Courts are Increasingly Dismissing No-Harm FDCPA Claims

Apr 12, 2021

Several recent decisions show courts are enforcing the need for plaintiffs to prove tangible statutory harm in order to meet standing requirement.

Ever since the U.S. Supreme Court’s 2016 decision in Spokeo Inc. v. Robins, debt collectors have held out hope that courts would begin limiting the number of meritless lawsuits advanced by plaintiffs who lack standing to sue because they allege, at best, technical violations of the law but no meaningful injury. Five years after Spokeo, the tide may finally be turning.

The legal doctrine of standing examines who is a proper plaintiff to bring a particular lawsuit. The “test” for standing was best articulated in a 1992 Supreme Court decision: To have standing, a plaintiff must demonstrate an injury-in-fact, caused by the alleged wrongdoing, and capable of redress by the court.
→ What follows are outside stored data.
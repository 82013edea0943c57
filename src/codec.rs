use crate::types::{Execution, PaymasterFields, UnpackedUserOperation, UserOperation};
use anyhow::{bail, Result};
use ethers::abi::{encode, AbiParser, Token};
use ethers::types::{Address, Bytes, H256, U256};
use ethers::utils::keccak256;

/// Kernel v3 execution mode: call type batch (`0x01`), default exec type, no selector or context.
pub const BATCH_EXEC_MODE: [u8; 32] = {
    let mut mode = [0u8; 32];
    mode[0] = 0x01;
    mode
};

/// Code prefix of an EIP-7702 delegated account.
pub const DELEGATION_PREFIX: [u8; 3] = [0xef, 0x01, 0x00];

const PAYMASTER_HEADER_LEN: usize = 20 + 16 + 16;

/// Two 16-byte big-endian integers in one word, `high` first.
pub fn pack_u128_pair(high: u128, low: u128) -> [u8; 32] {
    let mut out = [0u8; 32];
    out[..16].copy_from_slice(&high.to_be_bytes());
    out[16..].copy_from_slice(&low.to_be_bytes());
    out
}

pub fn unpack_u128_pair(packed: &[u8; 32]) -> (u128, u128) {
    let mut high = [0u8; 16];
    let mut low = [0u8; 16];
    high.copy_from_slice(&packed[..16]);
    low.copy_from_slice(&packed[16..]);
    (u128::from_be_bytes(high), u128::from_be_bytes(low))
}

pub fn pack_paymaster_and_data(pm: Option<&PaymasterFields>) -> Bytes {
    let Some(pm) = pm else {
        return Bytes::new();
    };
    let mut out = Vec::with_capacity(PAYMASTER_HEADER_LEN + pm.data.len());
    out.extend_from_slice(pm.paymaster.as_bytes());
    out.extend_from_slice(&pm.verification_gas_limit.to_be_bytes());
    out.extend_from_slice(&pm.post_op_gas_limit.to_be_bytes());
    out.extend_from_slice(pm.data.as_ref());
    Bytes::from(out)
}

pub fn unpack_paymaster_and_data(blob: &[u8]) -> Result<Option<PaymasterFields>> {
    if blob.is_empty() {
        return Ok(None);
    }
    if blob.len() < PAYMASTER_HEADER_LEN {
        bail!(
            "paymasterAndData must be empty or at least {PAYMASTER_HEADER_LEN} bytes, got {}",
            blob.len()
        );
    }

    let mut verification = [0u8; 16];
    let mut post_op = [0u8; 16];
    verification.copy_from_slice(&blob[20..36]);
    post_op.copy_from_slice(&blob[36..52]);

    Ok(Some(PaymasterFields {
        paymaster: Address::from_slice(&blob[..20]),
        verification_gas_limit: u128::from_be_bytes(verification),
        post_op_gas_limit: u128::from_be_bytes(post_op),
        data: Bytes::from(blob[PAYMASTER_HEADER_LEN..].to_vec()),
    }))
}

/// Packs discrete gas and paymaster fields into the on-chain layout. `initCode` is
/// always empty: accounts are already deployed (or delegated).
pub fn pack_user_operation(op: &UnpackedUserOperation) -> UserOperation {
    UserOperation {
        sender: op.sender,
        nonce: op.nonce,
        init_code: Bytes::new(),
        call_data: op.call_data.clone(),
        account_gas_limits: pack_u128_pair(op.verification_gas_limit, op.call_gas_limit),
        pre_verification_gas: op.pre_verification_gas,
        gas_fees: pack_u128_pair(op.max_priority_fee_per_gas, op.max_fee_per_gas),
        paymaster_and_data: pack_paymaster_and_data(op.paymaster.as_ref()),
        signature: op.signature.clone(),
    }
}

pub fn unpack_user_operation(op: &UserOperation) -> Result<UnpackedUserOperation> {
    if !op.init_code.is_empty() {
        bail!("initCode is not supported; the account must already be deployed");
    }
    let (verification_gas_limit, call_gas_limit) = unpack_u128_pair(&op.account_gas_limits);
    let (max_priority_fee_per_gas, max_fee_per_gas) = unpack_u128_pair(&op.gas_fees);

    Ok(UnpackedUserOperation {
        sender: op.sender,
        nonce: op.nonce,
        call_data: op.call_data.clone(),
        call_gas_limit,
        verification_gas_limit,
        pre_verification_gas: op.pre_verification_gas,
        max_fee_per_gas,
        max_priority_fee_per_gas,
        paymaster: unpack_paymaster_and_data(&op.paymaster_and_data)?,
        signature: op.signature.clone(),
    })
}

/// EntryPoint v0.7 `getUserOpHash`:
/// `keccak256(abi.encode(keccak256(abi.encode(packed fields)), entryPoint, chainId))`.
pub fn hash_operation(chain_id: u64, entry_point: Address, op: &UserOperation) -> H256 {
    let inner = encode(&[
        Token::Address(op.sender),
        Token::Uint(op.nonce),
        Token::FixedBytes(keccak256(&op.init_code).to_vec()),
        Token::FixedBytes(keccak256(&op.call_data).to_vec()),
        Token::FixedBytes(op.account_gas_limits.to_vec()),
        Token::Uint(op.pre_verification_gas),
        Token::FixedBytes(op.gas_fees.to_vec()),
        Token::FixedBytes(keccak256(&op.paymaster_and_data).to_vec()),
    ]);

    let outer = encode(&[
        Token::FixedBytes(keccak256(inner).to_vec()),
        Token::Address(entry_point),
        Token::Uint(U256::from(chain_id)),
    ]);

    H256(keccak256(outer))
}

/// `abi.encode((address,uint256,bytes)[])`, the batch execution calldata Kernel decodes.
pub fn encode_executions(executions: &[Execution]) -> Bytes {
    let items = executions
        .iter()
        .map(|e| {
            Token::Tuple(vec![
                Token::Address(e.target),
                Token::Uint(e.value),
                Token::Bytes(e.call_data.to_vec()),
            ])
        })
        .collect();
    Bytes::from(encode(&[Token::Array(items)]))
}

/// Smart-account calldata: `execute(bytes32 execMode, bytes executionCalldata)` in batch mode.
pub fn encode_execute_batch(executions: &[Execution]) -> Result<Bytes> {
    let execute = AbiParser::default()
        .parse_function("function execute(bytes32 execMode, bytes executionCalldata)")?;
    let data = execute.encode_input(&[
        Token::FixedBytes(BATCH_EXEC_MODE.to_vec()),
        Token::Bytes(encode_executions(executions).to_vec()),
    ])?;
    Ok(Bytes::from(data))
}

/// The implementation an EIP-7702 delegated account points at, if `code` is a delegation pointer.
pub fn delegation_target(code: &[u8]) -> Option<Address> {
    if code.len() != DELEGATION_PREFIX.len() + 20 || !code.starts_with(&DELEGATION_PREFIX) {
        return None;
    }
    Some(Address::from_slice(&code[DELEGATION_PREFIX.len()..]))
}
If a plaintiff does not meet this requirement, a federal court will not have authority to hear the case and must dismiss it (although the same plaintiff may be able to bring the same claim or a similar claim in state court). Simply put, the standing requirement means no harm, no foul.  

The Spokeo decision arose in the context of a suit under the Fair Credit Reporting Act. The plaintiff in that case alleged that Spokeo—a “people search engine” where users can find information such as age, city and marital status of individuals—published inaccurate information about his life that was available for anyone to see.

When he filed his FCRA lawsuit, the lower courts wrestled with the standing issue because the plaintiff alleged little in the way of an actual injury flowing from the inaccurate information published by Spokeo. In its decision, the Supreme Court ultimately held that a plaintiff’s injury must be both “particular” and “concrete,” a two-pronged requirement that appeared to raise the bar for plaintiffs. The decision suggested that statutory-based causes of action, such as those under the Fair Debt Collection Practices Act, Telephone Consumer Protection Act and FCRA, would be harder to advance since plaintiffs would be required to allege not just a statutory violation, but some concrete and particular harm flowing from it.

It has taken some time for the promise of that FCRA decision to permeate the FDCPA litigation landscape. But as a slew of recent cases in federal appellate courts demonstrate, we are now seeing the promise of Spokeo play out in FDCPA decisions:

  • The 7th Circuit has been very active in dismissing FDCPA claims for lack of standing. Most recently, in Pennell v. Global Trust Mgmt, LLC, No. 20-1524, 2021 WL 925494, *3 (7th Cir. Mar. 11, 2021), the court concluded that the plaintiff’s claims of “stress and confusion” from an allegedly wrongful collection letter lacked sufficient concreteness to meet the injury-in-fact requirement. The Pennell decision is the latest in a line of cases in which the 7th Circuit has taken an active role in scrutinizing FDCPA standing questions under the Spokeo standard. See, e.g., Casillas v. Madison Ave. Assocs. Inc., 926 F.3d 329, 331 (7th Cir. 2019); Larkin v. Fin. Sys. of Green Bay Inc., 982 F.3d 1060, 1063 (7th Cir. 2020).

  • The D.C. Circuit held that a consumer’s confusion and other “informational” injuries, without any allegation by the plaintiff that he relied on misstatements in collection letters to his detriment, did not rise to the level of a concrete and particularized injury. See Frank v. Autovest LLC, 961 F.3d 1185, 1188 (D.C. Cir. 2020).

  • Building on the D.C. Circuit’s Autovest decision and the 7th Circuit decisions, the 11th Circuit recently dismissed a case on standing grounds where a plaintiff alleged only informational injuries that created a “risk of being defrauded” that never materialized. See Trichell v. Midland Credit Mgmt. Inc., 964 F.3d 990, 994 (11th Cir. 2020).

  • The 9th Circuit, albeit in an unpublished decision that carries less precedential value, also recently found an FDCPA plaintiff lacked standing where he made “a bare allegation of confusion” and did not rely to his detriment on any statement in an allegedly wrongful collection letter. Adams v. Skagit Bonded Collectors LLC, 836 F. App’x 544, 547 (9th Cir. 2020).

On the whole, these recent decisions demonstrate a new willingness by courts to strictly enforce the Supreme Court’s Spokeo edict that statutory harms must be tangible in order to meet the standing requirement of federal court jurisdiction. And they may prove to be a powerful defense against meritless consumer lawsuits.